◆ **WHAT YOU HAVE TO DO**: Write out each record below, word for word.
PROVIDED RECORDS Block Start
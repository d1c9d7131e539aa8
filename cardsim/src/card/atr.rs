//! Answer to SELECT CARD TYPE
//!
//! The reader resets the synchronous card and answers with a short
//! ATR-like block. Both families answer identically.

/// Response data returned by SELECT CARD TYPE
pub const SELECT_RESPONSE: &[u8] = &[
    0x3B, // TS: Direct convention
    0x04, // T0: no interface bytes, 4 historical bytes
    0x92, 0x23, 0x10, 0x91, // Historical bytes: synchronous card header
];
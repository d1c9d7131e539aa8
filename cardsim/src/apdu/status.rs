//! Status Word (SW) constants for memory-card responses
//!
//! The reader answers every pseudo-APDU with SW1/SW2. PSC-related commands
//! are the exception to plain `90 00`: SW2 carries the error counter.

/// Status Word constants
pub struct SW;

impl SW {
    // Success
    pub const SUCCESS: u16 = 0x9000;

    // Checking errors
    pub const WRONG_LENGTH: u16 = 0x6700;
    /// Returned by CHANGE PSC when the new code has the wrong length
    pub const WRITE_PROTECTION_ERROR: u16 = 0x6982;
    /// Card permanently blocked (error counter exhausted)
    pub const CARD_BLOCKED: u16 = 0x6983;
    pub const CONDITIONS_NOT_SATISFIED: u16 = 0x6985;
    pub const WRONG_DATA: u16 = 0x6A80;
    pub const INCORRECT_P1_P2: u16 = 0x6A86;
    pub const INS_NOT_SUPPORTED: u16 = 0x6D00;
    pub const CLA_NOT_SUPPORTED: u16 = 0x6E00;

    /// Create a PSC status word (90xx): SW2 is the current error counter
    #[inline]
    pub fn psc_status(counter: u8) -> u16 {
        0x9000 | (counter as u16)
    }

    /// Check if a status word reports a blocked card
    #[inline]
    pub fn is_blocked(sw: u16) -> bool {
        sw == Self::CARD_BLOCKED
    }
}

#[cfg(test)]
mod tests {
    use super::*;

    #[test]
    fn test_psc_status() {
        assert_eq!(SW::psc_status(0x07), 0x9007);
        assert_eq!(SW::psc_status(0xFF), 0x90FF);
        assert_eq!(SW::psc_status(0x00), 0x9000);
    }

    #[test]
    fn test_is_blocked() {
        assert!(SW::is_blocked(0x6983));
        assert!(!SW::is_blocked(0x6982));
    }
}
PROVIDED RECORDS Block End
◆ **OUTPUT BELOW**:
repository d1c9d7131e539aa8
filename cardsim/src/card/atr.rs
//! Answer to SELECT CARD TYPE
//!
//! The reader resets the synchronous card and answers with a short
//! ATR-like block. Both families answer identically.

/// Response data returned by SELECT CARD TYPE
pub const SELECT_RESPONSE: &[u8] = &[
    0x3B, // TS: Direct convention
    0x04, // T0: no interface bytes, 4 historical bytes
    0x92, 0x23, 0x10, 0x91, // Historical bytes: synchronous card header
];
repository d1c9d7131e539aa8
filename cardsim/src/apdu/status.rs
//! Status Word (SW) constants for memory-card responses
//!
//! The reader answers every pseudo-APDU with SW1/SW2. PSC-related commands
//! are the exception to plain `90 00`: SW2 carries the error counter.

/// Status Word constants
pub struct SW;

impl SW {
    // Success
    pub const SUCCESS: u16 = 0x9000;

    // Checking errors
    pub const WRONG_LENGTH: u16 = 0x6700;
    /// Returned by CHANGE PSC when the new code has the wrong length
    pub const WRITE_PROTECTION_ERROR: u16 = 0x6982;
    /// Card permanently blocked (error counter exhausted)
    pub const CARD_BLOCKED: u16 = 0x6983;
    pub const CONDITIONS_NOT_SATISFIED: u16 = 0x6985;
    pub const WRONG_DATA: u16 = 0x6A80;
    pub const INCORRECT_P1_P2: u16 = 0x6A86;
    pub const INS_NOT_SUPPORTED: u16 = 0x6D00;
    pub const CLA_NOT_SUPPORTED: u16 = 0x6E00;

    /// Create a PSC status word (90xx): SW2 is the current error counter
    #[inline]
    pub fn psc_status(counter: u8) -> u16 {
        0x9000 | (counter as u16)
    }

    /// Check if a status word reports a blocked card
    #[inline]
    pub fn is_blocked(sw: u16) -> bool {
        sw == Self::CARD_BLOCKED
    }
}

#[cfg(test)]
mod tests {
    use super::*;

    #[test]
    fn test_psc_status() {
        assert_eq!(SW::psc_status(0x07), 0x9007);
        assert_eq!(SW::psc_status(0xFF), 0x90FF);
        assert_eq!(SW::psc_status(0x00), 0x9000);
    }

    #[test]
    fn test_is_blocked() {
        assert!(SW::is_blocked(0x6983));
        assert!(!SW::is_blocked(0x6982));
    }
}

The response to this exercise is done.